Bug 1845326 - libaio is returning duplicate events
Summary: libaio is returning duplicate events
Keywords:
Status: CLOSED ERRATA
Alias: None
Product: Red Hat Enterprise Linux 7
Classification: Red Hat
Component: kernel
Version: 7.8
Hardware: Unspecified
OS: Unspecified
high
unspecified
Target Milestone: rc
: ---
Assignee: Jeff Moyer
QA Contact: ChanghuiZhong
URL:
Whiteboard:
Depends On:
Blocks: 1850055
TreeView+ depends on / blocked
 
Reported: 2020-06-08 21:49 UTC by Clebert Suconic
Modified: 2021-09-06 15:00 UTC (History)
17 users (show)

Fixed In Version: kernel-3.10.0-1152.el7
Doc Type: If docs needed, set a value
Doc Text:
Clone Of:
: 1850055 (view as bug list)
Environment:
Last Closed: 2020-09-29 21:16:46 UTC
Target Upstream Version:


Attachments (Terms of Use)


Links
System ID Private Priority Status Summary Last Updated
Red Hat Knowledge Base (Solution) 5749061 0 None None None 2021-01-27 20:28:41 UTC
Red Hat Product Errata RHSA-2020:4060 0 None None None 2020-09-29 21:17:26 UTC

Description Clebert Suconic 2020-06-08 21:49:09 UTC
Description of problem:

libaio is returning duplicate events, in a case where I'm interchanging io_getevents and user space ring operations.

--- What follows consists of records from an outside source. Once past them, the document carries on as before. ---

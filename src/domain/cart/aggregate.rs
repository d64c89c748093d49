use rust_decimal::Decimal;
use serde::{Deserialize, Serialize};

use super::commands::CartCommand;
use super::errors::CartError;
use super::events::*;
use super::value_objects::{checked_line_total, distinct_suppliers, CartItem, CartProduct, CartVariant, OrderedLine};
use crate::domain::ids::{BusinessId, VariantId};
use crate::state::Aggregate;

// ============================================================================
// Cart Aggregate - Domain Logic
// ============================================================================

#[derive(Debug, Clone, Default, PartialEq, Serialize, Deserialize)]
pub struct CartAggregate {
    items: Vec<CartItem>,
}

impl CartAggregate {
    pub fn new() -> Self {
        Self::default()
    }

    pub fn items(&self) -> &[CartItem] {
        &self.items
    }

    pub fn is_empty(&self) -> bool {
        self.items.is_empty()
    }

    pub fn line_count(&self) -> usize {
        self.items.len()
    }

    /// Units across all lines
    pub fn item_count(&self) -> u64 {
        self.items.iter().map(|item| u64::from(item.quantity)).sum()
    }

    pub fn find(&self, variant_id: &VariantId) -> Option<&CartItem> {
        self.items.iter().find(|item| &item.variant_id == variant_id)
    }

    pub fn total_price(&self) -> Decimal {
        // Adds and quantity changes that would overflow are rejected
        self.items
            .iter()
            .try_fold(Decimal::ZERO, |total, item| total.checked_add(item.checked_line_total()?))
            .unwrap_or(Decimal::MAX)
    }

    /// Distinct supplier businesses, in order of first appearance
    pub fn supplier_ids(&self) -> Vec<BusinessId> {
        distinct_suppliers(&self.items)
    }

    /// Every line as a variant and quantity, for removal once ordered
    pub fn ordered_lines(&self) -> Vec<OrderedLine> {
        self.items.iter().map(CartItem::ordered).collect()
    }

    /// The supplier every line shares, if there is exactly one
    pub fn single_supplier(&self) -> Option<&BusinessId> {
        let first = &self.items.first()?.supplier_business_id;
        self.items
            .iter()
            .all(|item| &item.supplier_business_id == first)
            .then_some(first)
    }

    pub fn add_item(
        &mut self,
        product: CartProduct,
        variant: CartVariant,
        quantity: u32,
    ) -> Result<Vec<CartEvent>, CartError> {
        self.execute(&CartCommand::AddItem {
            product,
            variant,
            quantity,
        })
    }

    pub fn update_quantity(
        &mut self,
        variant_id: &VariantId,
        delta: i64,
    ) -> Result<Vec<CartEvent>, CartError> {
        self.execute(&CartCommand::UpdateQuantity {
            variant_id: variant_id.clone(),
            delta,
        })
    }

    pub fn remove_item(&mut self, variant_id: &VariantId) -> Vec<CartEvent> {
        let command = CartCommand::RemoveItem {
            variant_id: variant_id.clone(),
        };
        // Removal never fails validation
        self.execute(&command).unwrap_or_default()
    }

    pub fn remove_ordered(&mut self, lines: Vec<OrderedLine>) -> Vec<CartEvent> {
        self.execute(&CartCommand::RemoveOrdered { lines })
            .unwrap_or_default()
    }

    pub fn clear(&mut self) -> Vec<CartEvent> {
        self.execute(&CartCommand::Clear).unwrap_or_default()
    }

    /// Cart total with the line for `variant_id` priced at `price` x `quantity`
    fn total_with_line(&self, variant_id: &VariantId, price: Decimal, quantity: u32) -> Result<Decimal, CartError> {
        let line = checked_line_total(price, quantity).ok_or(CartError::TotalOverflow)?;
        self.items
            .iter()
            .filter(|item| &item.variant_id != variant_id)
            .try_fold(line, |total, item| total.checked_add(item.checked_line_total()?))
            .ok_or(CartError::TotalOverflow)
    }

    fn quantity_after(old: u32, delta: i64) -> Option<u32> {
        let new = i64::from(old).saturating_add(delta);
        if new <= 0 {
            None
        } else {
            Some(u32::try_from(new).unwrap_or(u32::MAX).max(1))
        }
    }
}

// ============================================================================
// Aggregate Trait Implementation
// ============================================================================

impl Aggregate for CartAggregate {
    type Event = CartEvent;
    type Command = CartCommand;
    type Error = CartError;

    fn apply_event(&mut self, event: &Self::Event) {
        match event {
            CartEvent::ItemAdded(e) => {
                self.items.push(e.item.clone());
            }
            CartEvent::QuantityChanged(e) => {
                if let Some(item) = self.items.iter_mut().find(|item| item.variant_id == e.variant_id) {
                    item.quantity = e.new_quantity;
                }
            }
            CartEvent::ItemRemoved(e) => {
                self.items.retain(|item| item.variant_id != e.variant_id);
            }
            CartEvent::Cleared(_) => {
                self.items.clear();
            }
        }
    }

    fn handle_command(&self, command: &Self::Command) -> Result<Vec<Self::Event>, Self::Error> {
        match command {
            CartCommand::AddItem {
                product,
                variant,
                quantity,
            } => {
                if *quantity == 0 {
                    return Err(CartError::InvalidQuantity(*quantity));
                }
                if variant.price.is_sign_negative() && !variant.price.is_zero() {
                    return Err(CartError::NegativePrice(variant.price));
                }

                if let Some(existing) = self.find(&variant.id) {
                    let new_quantity = existing.quantity.saturating_add(*quantity);
                    self.total_with_line(&variant.id, existing.price, new_quantity)?;

                    return Ok(vec![CartEvent::QuantityChanged(CartQuantityChanged {
                        variant_id: variant.id.clone(),
                        old_quantity: existing.quantity,
                        new_quantity,
                    })]);
                }
                self.total_with_line(&variant.id, variant.price, *quantity)?;

                Ok(vec![CartEvent::ItemAdded(CartItemAdded {
                    item: CartItem {
                        product_id: product.product_id.clone(),
                        product_name: product.name.clone(),
                        variant_id: variant.id.clone(),
                        variant_name: variant.name.clone(),
                        business_id: product.business_id.clone(),
                        supplier_business_id: product.supplier_business_id.clone(),
                        supplier_name: product.supplier_name.clone(),
                        quantity: *quantity,
                        price: variant.price,
                        image_url: product.image_url.clone(),
                    },
                })])
            }

            CartCommand::UpdateQuantity { variant_id, delta } => {
                let existing = self
                    .find(variant_id)
                    .ok_or_else(|| CartError::ItemNotFound(variant_id.clone()))?;

                match Self::quantity_after(existing.quantity, *delta) {
                    None => Ok(vec![CartEvent::ItemRemoved(CartItemRemoved {
                        variant_id: variant_id.clone(),
                    })]),
                    Some(new_quantity) if new_quantity == existing.quantity => Ok(vec![]),
                    Some(new_quantity) => {
                        self.total_with_line(variant_id, existing.price, new_quantity)?;

                        Ok(vec![CartEvent::QuantityChanged(CartQuantityChanged {
                            variant_id: variant_id.clone(),
                            old_quantity: existing.quantity,
                            new_quantity,
                        })])
                    }
                }
            }

            CartCommand::RemoveItem { variant_id } => {
                if self.find(variant_id).is_none() {
                    return Ok(vec![]); // Nothing to remove
                }

                Ok(vec![CartEvent::ItemRemoved(CartItemRemoved {
                    variant_id: variant_id.clone(),
                })])
            }

            CartCommand::RemoveOrdered { lines } => Ok(lines
                .iter()
                .filter_map(|ordered| {
                    let current = self.find(&ordered.variant_id)?;
                    let remaining = current.quantity.saturating_sub(ordered.quantity);

                    Some(if remaining == 0 {
                        CartEvent::ItemRemoved(CartItemRemoved {
                            variant_id: ordered.variant_id.clone(),
                        })
                    } else {
                        CartEvent::QuantityChanged(CartQuantityChanged {
                            variant_id: ordered.variant_id.clone(),
                            old_quantity: current.quantity,
                            new_quantity: remaining,
                        })
                    })
                })
                .collect()),

            CartCommand::Clear => {
                if self.items.is_empty() {
                    return Ok(vec![]);
                }

                Ok(vec![CartEvent::Cleared(CartCleared {
                    line_count: self.items.len(),
                })])
            }
        }
    }
}

// ============================================================================
// Unit Tests
// ============================================================================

Version-Release number of selected component (if applicable):

7.8 (3.10.0-1062.el7.x86_64)

How reproducible:
100%. However I could only reproduce this with KVM, and RHEL 7.8. it could be that the hypervisor makes things slower making it more likely to fail.


Steps to Reproduce:

This issue manifested into AMQ Artemis Native.

I isolated the issue on my personal github project.
You will need maven and openjdk installed.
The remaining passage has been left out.